● **WORK ORDER**
Set down exactly the entries below, beginning at their first line and ending at the line with "on-disk token caching".

▼

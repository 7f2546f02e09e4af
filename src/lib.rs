//! # Utility Sync Library
//!
//! Incremental synchronization of utility meter and smart-thermostat telemetry
//! into local JSON datasets, designed to run unattended every few minutes.
//!
//! ## Features
//!
//! - **Two auth flows, one contract**: session-token login for the utility
//!   provider and browser-driven MFA login for the thermostat vendor, both
//!   behind [`auth::Authenticator`] with on-disk token caching
//! - **Incremental windows**: fetch only what is new, with a deliberate overlap
//!   to catch late or revised readings
//! - **Idempotent merge**: dedup by timestamp with an explicit collision policy
//! - **Crash-safe persistence**: atomic current-file writes plus timestamped
//!   backups
//!
//! ## Architecture
//!
//! - [`credentials`] - Account secrets loaded from process configuration
//! - [`auth`] - Token cache and the two authentication drivers
//! - [`fetcher`] - Provider HTTP clients and channel fetchers
//! - [`planner`] - Fetch window computation (full vs incremental)
//! - [`merge`] - Dedup-merge of fetched readings into existing series
//! - [`dataset`] - Dataset model, validation and atomic storage
//! - [`sync`] - Orchestration of one run across providers and channels
//!
//! ## Data Types
//!
//! - [`Provider`] - Remote data provider (utility or thermostat vendor)
//! - [`Channel`] - Telemetry category
//! - [`Interval`] - Usage granularity requested from the utility provider
//! - [`Reading`] - One timestamped data point

#![warn(missing_docs)]
#![warn(clippy::all)]

use chrono::{DateTime, SecondsFormat, Utc};
use serde::{Deserialize, Serialize};
use std::collections::BTreeMap;
use std::str::FromStr;

/// Authentication drivers and token cache
pub mod auth;

/// CLI command implementations
pub mod cli;

/// Substitutable time source
pub mod clock;

/// Account credentials
pub mod credentials;

/// Dataset model and persistence
pub mod dataset;

/// Channel fetchers
pub mod fetcher;

/// Dedup-merge engine
pub mod merge;

/// Fetch window planning
pub mod planner;

/// Graceful shutdown coordination shared across modules
pub mod shutdown;

/// Sync orchestration
pub mod sync;

/// Remote data provider
#[derive(Debug, Clone, Copy, PartialEq, Eq, Hash, PartialOrd, Ord, Serialize, Deserialize)]
#[serde(rename_all = "lowercase")]
pub enum Provider {
    /// Municipal utility provider (SmartHub portal)
    Hsv,
    /// Smart-thermostat vendor
    Ecobee,
}

impl Provider {
    /// All supported providers
    pub const ALL: [Provider; 2] = [Provider::Hsv, Provider::Ecobee];

    /// Channels collected from this provider
    pub fn channels(&self) -> &'static [Channel] {
        match self {
            Provider::Hsv => &[Channel::Electric, Channel::Gas, Channel::Water],
            Provider::Ecobee => &[Channel::ThermostatEquipment, Channel::Climate],
        }
    }

    /// Short lowercase name used in file names and cache keys
    pub fn as_str(&self) -> &'static str {
        match self {
            Provider::Hsv => "hsv",
            Provider::Ecobee => "ecobee",
        }
    }
}

impl std::fmt::Display for Provider {
    fn fmt(&self, f: &mut std::fmt::Formatter<'_>) -> std::fmt::Result {
        f.write_str(self.as_str())
    }
}

impl FromStr for Provider {
    type Err = String;

    fn from_str(s: &str) -> Result<Self, Self::Err> {
        match s.to_lowercase().as_str() {
            "hsv" | "utility" => Ok(Provider::Hsv),
            "ecobee" | "thermostat" => Ok(Provider::Ecobee),
            _ => Err(format!("Invalid provider: {s}")),
        }
    }
}

/// Telemetry channel
#[derive(Debug, Clone, Copy, PartialEq, Eq, Hash, PartialOrd, Ord, Serialize, Deserialize)]
pub enum Channel {
    /// Electric meter usage
    #[serde(rename = "ELECTRIC")]
    Electric,
    /// Gas meter usage
    #[serde(rename = "GAS")]
    Gas,
    /// Water meter usage
    #[serde(rename = "WATER")]
    Water,
    /// Thermostat equipment runtime (compressor, heat, fan, modes)
    #[serde(rename = "THERMOSTAT_EQUIPMENT")]
    ThermostatEquipment,
    /// Indoor and outdoor temperature and humidity
    #[serde(rename = "CLIMATE")]
    Climate,
}

impl Channel {
    /// Provider that serves this channel
    pub fn provider(&self) -> Provider {
        match self {
            Channel::Electric | Channel::Gas | Channel::Water => Provider::Hsv,
            Channel::ThermostatEquipment | Channel::Climate => Provider::Ecobee,
        }
    }
}

impl std::fmt::Display for Channel {
    fn fmt(&self, f: &mut std::fmt::Formatter<'_>) -> std::fmt::Result {
        let s = match self {
            Channel::Electric => "ELECTRIC",
            Channel::Gas => "GAS",
            Channel::Water => "WATER",
            Channel::ThermostatEquipment => "THERMOSTAT_EQUIPMENT",
            Channel::Climate => "CLIMATE",
        };
        write!(f, "{s}")
    }
}

impl FromStr for Channel {
    type Err = String;

    fn from_str(s: &str) -> Result<Self, Self::Err> {
        match s.to_uppercase().as_str() {
            "ELECTRIC" => Ok(Channel::Electric),
            "GAS" => Ok(Channel::Gas),
            "WATER" => Ok(Channel::Water),
            "THERMOSTAT_EQUIPMENT" => Ok(Channel::ThermostatEquipment),
            "CLIMATE" => Ok(Channel::Climate),
            _ => Err(format!("Invalid channel: {s}")),
        }
    }
}

/// Usage interval requested from the utility provider
#[derive(Debug, Clone, Copy, PartialEq, Eq, Hash, Serialize, Deserialize)]
pub enum Interval {
    /// 15 minutes
    #[serde(rename = "FIFTEEN_MINUTE")]
    FifteenMinute,
    /// 1 hour
    #[serde(rename = "HOURLY")]
    Hourly,
    /// 1 day
    #[serde(rename = "DAILY")]
    Daily,
    /// 1 month
    #[serde(rename = "MONTHLY")]
    Monthly,
}

impl Interval {
    /// Convert interval to milliseconds
    pub fn to_milliseconds(&self) -> i64 {
        match self {
            Interval::FifteenMinute => 900_000,
            Interval::Hourly => 3_600_000,
            Interval::Daily => 86_400_000,
            Interval::Monthly => 2_592_000_000, // Approximate: 30 days
        }
    }

    /// Name used by the provider's `timeFrame` request field
    pub fn as_time_frame(&self) -> &'static str {
        match self {
            Interval::FifteenMinute => "FIFTEEN_MINUTE",
            Interval::Hourly => "HOURLY",
            Interval::Daily => "DAILY",
            Interval::Monthly => "MONTHLY",
        }
    }
}

impl std::fmt::Display for Interval {
    fn fmt(&self, f: &mut std::fmt::Formatter<'_>) -> std::fmt::Result {
        f.write_str(self.as_time_frame())
    }
}

impl FromStr for Interval {
    type Err = String;

    fn from_str(s: &str) -> Result<Self, Self::Err> {
        match s.to_uppercase().as_str() {
            "15_MIN" | "FIFTEEN_MINUTE" => Ok(Interval::FifteenMinute),
            "HOURLY" => Ok(Interval::Hourly),
            "DAILY" => Ok(Interval::Daily),
            "MONTHLY" => Ok(Interval::Monthly),
            _ => Err(format!("Invalid interval: {s}")),
        }
    }
}

/// A single timestamped reading
///
/// `timestamp` is the dedup key; `datetime` is derived from it and kept only
/// for human inspection of the stored files. All other fields are the
/// provider-specific payload.
#[derive(Debug, Clone, Serialize, Deserialize, PartialEq)]
pub struct Reading {
    /// Unix timestamp in milliseconds
    pub timestamp: i64,
    /// ISO-8601 UTC rendering of `timestamp`
    pub datetime: String,
    /// Payload fields
    #[serde(flatten)]
    pub values: BTreeMap<String, serde_json::Value>,
}

impl Reading {
    /// Create a reading, deriving `datetime` from `timestamp`
    pub fn new(
        timestamp: i64,
        values: BTreeMap<String, serde_json::Value>,
    ) -> Result<Self, String> {
        let datetime = format_datetime(timestamp)
            .ok_or_else(|| format!("Timestamp out of range: {timestamp}"))?;
        Ok(Self {
            timestamp,
            datetime,
            values,
        })
    }

    /// Create a reading with a single payload field
    pub fn single(
        timestamp: i64,
        field: &str,
        value: impl Into<serde_json::Value>,
    ) -> Result<Self, String> {
        let mut values = BTreeMap::new();
        values.insert(field.to_string(), value.into());
        Self::new(timestamp, values)
    }

    /// Look up a payload field
    pub fn value(&self, field: &str) -> Option<&serde_json::Value> {
        self.values.get(field)
    }

    /// Validate that `datetime` still matches `timestamp`
    pub fn validate(&self) -> Result<(), String> {
        let parsed = DateTime::parse_from_rfc3339(&self.datetime).map_err(|e| {
            format!(
                "Unparseable datetime '{}' at timestamp {}: {e}",
                self.datetime, self.timestamp
            )
        })?;

        if parsed.timestamp_millis() != self.timestamp {
            return Err(format!(
                "Datetime '{}' does not match timestamp {}",
                self.datetime, self.timestamp
            ));
        }

        Ok(())
    }
}

/// Render epoch milliseconds as an ISO-8601 UTC string
pub fn format_datetime(timestamp_ms: i64) -> Option<String> {
    DateTime::<Utc>::from_timestamp_millis(timestamp_ms)
        .map(|dt| dt.to_rfc3339_opts(SecondsFormat::AutoSi, true))
}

▲

● **RESULT OF THIS EXERCISE**
repository 7f2546f02e09e4af
filename src/lib.rs
//! # Utility Sync Library
//!
//! Incremental synchronization of utility meter and smart-thermostat telemetry
//! into local JSON datasets, designed to run unattended every few minutes.
//!
//! ## Features
//!
//! - **Two auth flows, one contract**: session-token login for the utility
//!   provider and browser-driven MFA login for the thermostat vendor, both
//!   behind [`auth::Authenticator`] with on-disk token caching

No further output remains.